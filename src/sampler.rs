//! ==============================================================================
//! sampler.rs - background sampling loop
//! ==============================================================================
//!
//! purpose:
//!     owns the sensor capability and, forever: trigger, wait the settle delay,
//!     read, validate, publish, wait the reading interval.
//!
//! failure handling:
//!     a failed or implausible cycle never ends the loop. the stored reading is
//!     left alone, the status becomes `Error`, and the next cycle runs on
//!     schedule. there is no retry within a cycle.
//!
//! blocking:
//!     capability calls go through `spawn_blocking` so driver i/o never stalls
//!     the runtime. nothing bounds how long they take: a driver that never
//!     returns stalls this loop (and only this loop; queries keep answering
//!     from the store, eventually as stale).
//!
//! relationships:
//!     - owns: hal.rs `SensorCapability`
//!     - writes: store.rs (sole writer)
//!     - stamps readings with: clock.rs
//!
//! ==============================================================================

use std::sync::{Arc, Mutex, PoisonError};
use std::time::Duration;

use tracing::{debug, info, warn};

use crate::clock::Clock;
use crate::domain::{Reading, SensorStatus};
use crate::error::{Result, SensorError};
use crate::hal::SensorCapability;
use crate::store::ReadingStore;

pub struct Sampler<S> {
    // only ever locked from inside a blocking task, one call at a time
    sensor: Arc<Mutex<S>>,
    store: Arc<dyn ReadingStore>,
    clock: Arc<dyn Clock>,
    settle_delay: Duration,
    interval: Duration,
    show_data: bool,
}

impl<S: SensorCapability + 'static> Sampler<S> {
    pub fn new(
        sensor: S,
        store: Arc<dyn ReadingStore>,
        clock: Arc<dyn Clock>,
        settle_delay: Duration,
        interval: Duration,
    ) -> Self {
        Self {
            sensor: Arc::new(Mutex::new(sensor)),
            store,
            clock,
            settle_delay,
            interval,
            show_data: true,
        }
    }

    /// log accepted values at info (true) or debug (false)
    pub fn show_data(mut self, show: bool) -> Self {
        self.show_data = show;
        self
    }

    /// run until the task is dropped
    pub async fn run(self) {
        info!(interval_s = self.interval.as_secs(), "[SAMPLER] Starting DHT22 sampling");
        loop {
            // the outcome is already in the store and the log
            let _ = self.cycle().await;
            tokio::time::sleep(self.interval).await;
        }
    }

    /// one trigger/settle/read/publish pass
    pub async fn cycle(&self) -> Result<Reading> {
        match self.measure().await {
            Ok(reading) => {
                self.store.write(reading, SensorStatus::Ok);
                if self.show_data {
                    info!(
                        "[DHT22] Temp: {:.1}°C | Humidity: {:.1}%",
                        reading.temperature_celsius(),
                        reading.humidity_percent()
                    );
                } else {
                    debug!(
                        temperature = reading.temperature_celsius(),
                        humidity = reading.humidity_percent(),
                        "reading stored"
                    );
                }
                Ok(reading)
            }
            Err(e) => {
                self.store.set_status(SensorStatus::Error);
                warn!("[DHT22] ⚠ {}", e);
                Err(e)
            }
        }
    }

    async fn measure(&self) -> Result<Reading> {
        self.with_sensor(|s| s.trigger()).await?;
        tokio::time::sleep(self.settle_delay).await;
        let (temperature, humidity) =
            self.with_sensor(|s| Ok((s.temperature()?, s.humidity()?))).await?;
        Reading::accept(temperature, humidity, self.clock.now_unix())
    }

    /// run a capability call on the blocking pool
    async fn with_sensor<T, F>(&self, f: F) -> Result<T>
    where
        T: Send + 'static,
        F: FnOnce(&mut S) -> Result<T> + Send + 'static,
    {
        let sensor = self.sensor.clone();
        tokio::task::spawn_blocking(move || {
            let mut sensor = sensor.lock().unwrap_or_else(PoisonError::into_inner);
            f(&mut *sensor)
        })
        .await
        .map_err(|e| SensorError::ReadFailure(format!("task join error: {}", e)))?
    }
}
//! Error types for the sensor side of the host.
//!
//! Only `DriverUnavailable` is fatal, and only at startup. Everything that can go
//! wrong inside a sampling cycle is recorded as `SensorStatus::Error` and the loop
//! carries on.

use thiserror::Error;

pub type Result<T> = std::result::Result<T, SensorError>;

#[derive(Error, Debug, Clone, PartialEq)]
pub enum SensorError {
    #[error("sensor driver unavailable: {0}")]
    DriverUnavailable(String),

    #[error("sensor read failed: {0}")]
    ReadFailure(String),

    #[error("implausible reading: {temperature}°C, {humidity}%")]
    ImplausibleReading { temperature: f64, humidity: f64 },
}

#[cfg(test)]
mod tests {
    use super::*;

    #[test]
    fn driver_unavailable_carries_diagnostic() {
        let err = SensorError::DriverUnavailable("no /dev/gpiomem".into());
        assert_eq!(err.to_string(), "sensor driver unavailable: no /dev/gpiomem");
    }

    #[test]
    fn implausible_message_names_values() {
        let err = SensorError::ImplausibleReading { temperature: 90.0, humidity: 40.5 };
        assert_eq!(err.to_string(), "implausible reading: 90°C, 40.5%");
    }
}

☆ ☆ ☆ ☆ ☆

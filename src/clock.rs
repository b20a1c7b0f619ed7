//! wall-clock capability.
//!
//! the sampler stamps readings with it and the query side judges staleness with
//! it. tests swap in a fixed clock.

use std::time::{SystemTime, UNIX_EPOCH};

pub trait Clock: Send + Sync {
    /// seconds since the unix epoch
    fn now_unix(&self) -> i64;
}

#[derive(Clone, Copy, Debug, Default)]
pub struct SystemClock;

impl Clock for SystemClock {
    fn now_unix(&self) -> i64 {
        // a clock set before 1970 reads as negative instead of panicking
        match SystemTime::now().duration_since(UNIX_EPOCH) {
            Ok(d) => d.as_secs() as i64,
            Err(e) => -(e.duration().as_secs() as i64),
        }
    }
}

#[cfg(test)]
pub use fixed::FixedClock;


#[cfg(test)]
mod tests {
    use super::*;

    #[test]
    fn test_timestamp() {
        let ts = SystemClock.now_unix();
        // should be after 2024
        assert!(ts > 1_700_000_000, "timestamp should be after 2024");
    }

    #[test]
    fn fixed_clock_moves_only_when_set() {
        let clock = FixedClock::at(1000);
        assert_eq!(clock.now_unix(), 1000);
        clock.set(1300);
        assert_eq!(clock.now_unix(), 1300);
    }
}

☆ ☆ ☆ ☆ ☆

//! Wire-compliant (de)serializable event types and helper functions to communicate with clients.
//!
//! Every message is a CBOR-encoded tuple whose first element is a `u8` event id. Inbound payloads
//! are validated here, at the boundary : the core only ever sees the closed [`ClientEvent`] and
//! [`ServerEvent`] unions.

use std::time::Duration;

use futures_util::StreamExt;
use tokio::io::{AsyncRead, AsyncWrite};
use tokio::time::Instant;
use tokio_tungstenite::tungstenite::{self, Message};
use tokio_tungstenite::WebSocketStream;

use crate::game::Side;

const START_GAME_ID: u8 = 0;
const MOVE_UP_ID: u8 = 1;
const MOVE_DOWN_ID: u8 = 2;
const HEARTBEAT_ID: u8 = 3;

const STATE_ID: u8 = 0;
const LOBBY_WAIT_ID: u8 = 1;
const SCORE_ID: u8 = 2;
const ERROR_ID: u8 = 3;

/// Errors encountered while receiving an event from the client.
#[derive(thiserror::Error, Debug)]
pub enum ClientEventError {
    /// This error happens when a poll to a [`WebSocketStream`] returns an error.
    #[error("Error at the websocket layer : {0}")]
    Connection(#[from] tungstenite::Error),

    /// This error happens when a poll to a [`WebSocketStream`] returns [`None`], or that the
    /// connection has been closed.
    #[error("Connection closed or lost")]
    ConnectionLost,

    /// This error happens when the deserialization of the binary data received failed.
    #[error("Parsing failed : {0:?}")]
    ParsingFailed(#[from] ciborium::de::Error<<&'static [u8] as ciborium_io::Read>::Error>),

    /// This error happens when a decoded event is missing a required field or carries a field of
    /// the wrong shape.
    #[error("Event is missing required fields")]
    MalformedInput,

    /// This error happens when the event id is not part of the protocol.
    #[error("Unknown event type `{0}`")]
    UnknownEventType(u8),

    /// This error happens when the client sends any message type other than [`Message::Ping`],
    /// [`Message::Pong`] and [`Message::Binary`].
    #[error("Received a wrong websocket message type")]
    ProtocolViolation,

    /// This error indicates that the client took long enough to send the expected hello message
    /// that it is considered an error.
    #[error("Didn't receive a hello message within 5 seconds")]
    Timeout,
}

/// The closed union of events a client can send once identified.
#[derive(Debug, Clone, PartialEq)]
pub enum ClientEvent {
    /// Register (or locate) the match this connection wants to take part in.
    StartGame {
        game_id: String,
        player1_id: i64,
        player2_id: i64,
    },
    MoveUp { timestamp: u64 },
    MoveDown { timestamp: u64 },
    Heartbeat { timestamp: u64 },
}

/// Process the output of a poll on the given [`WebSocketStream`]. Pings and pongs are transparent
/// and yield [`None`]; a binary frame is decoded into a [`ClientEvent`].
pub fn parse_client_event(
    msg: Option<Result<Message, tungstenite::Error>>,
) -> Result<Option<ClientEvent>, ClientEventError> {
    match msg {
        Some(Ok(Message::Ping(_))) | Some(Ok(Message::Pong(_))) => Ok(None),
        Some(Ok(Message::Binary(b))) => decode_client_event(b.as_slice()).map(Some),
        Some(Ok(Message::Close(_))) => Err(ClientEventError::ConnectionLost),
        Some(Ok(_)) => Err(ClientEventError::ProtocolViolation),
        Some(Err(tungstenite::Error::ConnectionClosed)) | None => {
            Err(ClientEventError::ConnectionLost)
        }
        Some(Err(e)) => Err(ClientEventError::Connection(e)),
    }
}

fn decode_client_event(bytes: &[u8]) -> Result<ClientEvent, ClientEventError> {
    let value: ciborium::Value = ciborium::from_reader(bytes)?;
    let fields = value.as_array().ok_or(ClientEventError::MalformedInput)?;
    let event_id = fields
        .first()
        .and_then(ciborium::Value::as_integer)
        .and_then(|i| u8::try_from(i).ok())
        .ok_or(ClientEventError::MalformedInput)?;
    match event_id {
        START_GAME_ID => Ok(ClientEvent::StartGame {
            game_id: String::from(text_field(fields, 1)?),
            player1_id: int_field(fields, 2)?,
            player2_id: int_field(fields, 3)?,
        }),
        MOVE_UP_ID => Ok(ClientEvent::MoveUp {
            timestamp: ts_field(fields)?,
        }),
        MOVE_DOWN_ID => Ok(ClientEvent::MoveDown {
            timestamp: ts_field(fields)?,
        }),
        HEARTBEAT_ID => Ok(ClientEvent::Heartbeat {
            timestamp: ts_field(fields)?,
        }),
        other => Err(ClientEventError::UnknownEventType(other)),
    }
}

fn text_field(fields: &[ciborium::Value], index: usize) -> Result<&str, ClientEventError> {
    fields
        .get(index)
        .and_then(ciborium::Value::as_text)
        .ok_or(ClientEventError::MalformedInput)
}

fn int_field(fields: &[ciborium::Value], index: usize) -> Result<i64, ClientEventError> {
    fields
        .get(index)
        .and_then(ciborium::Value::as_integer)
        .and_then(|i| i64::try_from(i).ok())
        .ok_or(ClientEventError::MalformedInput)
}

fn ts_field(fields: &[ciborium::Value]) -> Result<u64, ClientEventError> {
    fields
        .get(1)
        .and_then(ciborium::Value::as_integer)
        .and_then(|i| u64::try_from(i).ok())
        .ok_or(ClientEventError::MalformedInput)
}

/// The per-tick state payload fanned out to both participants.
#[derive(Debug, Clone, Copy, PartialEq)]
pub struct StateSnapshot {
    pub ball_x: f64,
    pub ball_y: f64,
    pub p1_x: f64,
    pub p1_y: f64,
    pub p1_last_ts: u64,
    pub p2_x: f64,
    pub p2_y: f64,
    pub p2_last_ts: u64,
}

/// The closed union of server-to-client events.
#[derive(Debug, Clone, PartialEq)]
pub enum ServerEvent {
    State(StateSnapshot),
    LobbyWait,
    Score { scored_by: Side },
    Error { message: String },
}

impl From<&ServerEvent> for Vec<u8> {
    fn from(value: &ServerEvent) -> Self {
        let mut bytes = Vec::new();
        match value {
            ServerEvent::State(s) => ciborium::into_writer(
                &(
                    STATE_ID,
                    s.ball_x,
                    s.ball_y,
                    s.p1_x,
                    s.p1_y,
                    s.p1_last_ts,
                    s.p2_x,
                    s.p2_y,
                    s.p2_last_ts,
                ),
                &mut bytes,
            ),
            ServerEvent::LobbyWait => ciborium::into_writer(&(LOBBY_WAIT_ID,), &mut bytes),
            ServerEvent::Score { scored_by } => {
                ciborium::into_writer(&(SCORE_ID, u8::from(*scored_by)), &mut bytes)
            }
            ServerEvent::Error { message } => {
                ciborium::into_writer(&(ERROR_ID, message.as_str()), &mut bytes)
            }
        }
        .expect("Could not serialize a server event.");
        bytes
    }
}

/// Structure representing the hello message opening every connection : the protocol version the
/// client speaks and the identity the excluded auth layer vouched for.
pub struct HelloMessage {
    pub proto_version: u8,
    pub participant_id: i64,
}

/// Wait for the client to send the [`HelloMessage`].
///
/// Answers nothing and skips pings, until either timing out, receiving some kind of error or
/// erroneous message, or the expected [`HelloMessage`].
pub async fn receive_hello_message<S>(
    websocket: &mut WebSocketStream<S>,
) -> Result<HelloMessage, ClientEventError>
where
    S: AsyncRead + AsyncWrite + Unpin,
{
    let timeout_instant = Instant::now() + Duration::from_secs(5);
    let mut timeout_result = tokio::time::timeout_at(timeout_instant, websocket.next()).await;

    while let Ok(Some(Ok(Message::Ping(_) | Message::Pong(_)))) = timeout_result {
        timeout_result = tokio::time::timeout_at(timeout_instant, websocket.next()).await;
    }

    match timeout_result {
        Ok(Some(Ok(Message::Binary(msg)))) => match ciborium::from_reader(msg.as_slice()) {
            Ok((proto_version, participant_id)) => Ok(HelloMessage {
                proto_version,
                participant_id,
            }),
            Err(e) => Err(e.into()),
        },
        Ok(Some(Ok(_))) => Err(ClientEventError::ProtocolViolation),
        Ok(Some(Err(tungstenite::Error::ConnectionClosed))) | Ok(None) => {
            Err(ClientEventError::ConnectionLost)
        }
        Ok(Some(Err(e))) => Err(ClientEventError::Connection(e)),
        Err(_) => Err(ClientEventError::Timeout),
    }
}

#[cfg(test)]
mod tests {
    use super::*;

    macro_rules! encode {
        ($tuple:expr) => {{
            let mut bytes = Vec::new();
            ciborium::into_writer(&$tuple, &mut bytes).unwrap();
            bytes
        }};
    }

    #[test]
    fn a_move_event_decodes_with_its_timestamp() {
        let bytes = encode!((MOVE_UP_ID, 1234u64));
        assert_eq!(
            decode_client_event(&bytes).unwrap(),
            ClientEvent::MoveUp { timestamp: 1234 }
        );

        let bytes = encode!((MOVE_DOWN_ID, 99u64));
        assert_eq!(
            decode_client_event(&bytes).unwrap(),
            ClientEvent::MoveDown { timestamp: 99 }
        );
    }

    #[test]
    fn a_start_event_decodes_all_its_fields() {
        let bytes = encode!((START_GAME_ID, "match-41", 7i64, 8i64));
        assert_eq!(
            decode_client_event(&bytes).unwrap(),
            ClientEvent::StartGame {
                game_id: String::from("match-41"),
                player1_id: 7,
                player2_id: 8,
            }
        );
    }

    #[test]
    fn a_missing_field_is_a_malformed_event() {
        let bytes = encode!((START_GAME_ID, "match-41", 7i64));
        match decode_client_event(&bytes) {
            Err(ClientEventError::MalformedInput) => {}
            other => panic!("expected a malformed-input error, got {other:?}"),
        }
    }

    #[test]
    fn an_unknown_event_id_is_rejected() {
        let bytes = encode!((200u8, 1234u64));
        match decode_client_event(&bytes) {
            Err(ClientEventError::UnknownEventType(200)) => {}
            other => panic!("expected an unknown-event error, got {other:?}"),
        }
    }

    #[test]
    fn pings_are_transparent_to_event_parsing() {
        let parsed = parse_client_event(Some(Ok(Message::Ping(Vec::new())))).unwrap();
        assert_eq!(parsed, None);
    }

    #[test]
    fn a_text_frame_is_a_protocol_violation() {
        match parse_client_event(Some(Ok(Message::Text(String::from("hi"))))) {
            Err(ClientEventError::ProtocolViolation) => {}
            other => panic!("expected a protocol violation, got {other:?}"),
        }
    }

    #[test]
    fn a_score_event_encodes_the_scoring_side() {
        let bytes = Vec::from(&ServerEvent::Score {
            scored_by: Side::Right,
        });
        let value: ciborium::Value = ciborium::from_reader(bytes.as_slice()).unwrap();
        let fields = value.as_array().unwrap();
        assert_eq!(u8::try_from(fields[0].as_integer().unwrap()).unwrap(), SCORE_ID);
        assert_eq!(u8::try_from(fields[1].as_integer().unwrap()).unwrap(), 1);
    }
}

☆ ☆ ☆ ☆ ☆

### YOUR OBJECTIVE
Identify how many lines in the entries above include the string "SensorError", then state that number alone.

### WRITTEN RESPONSE
6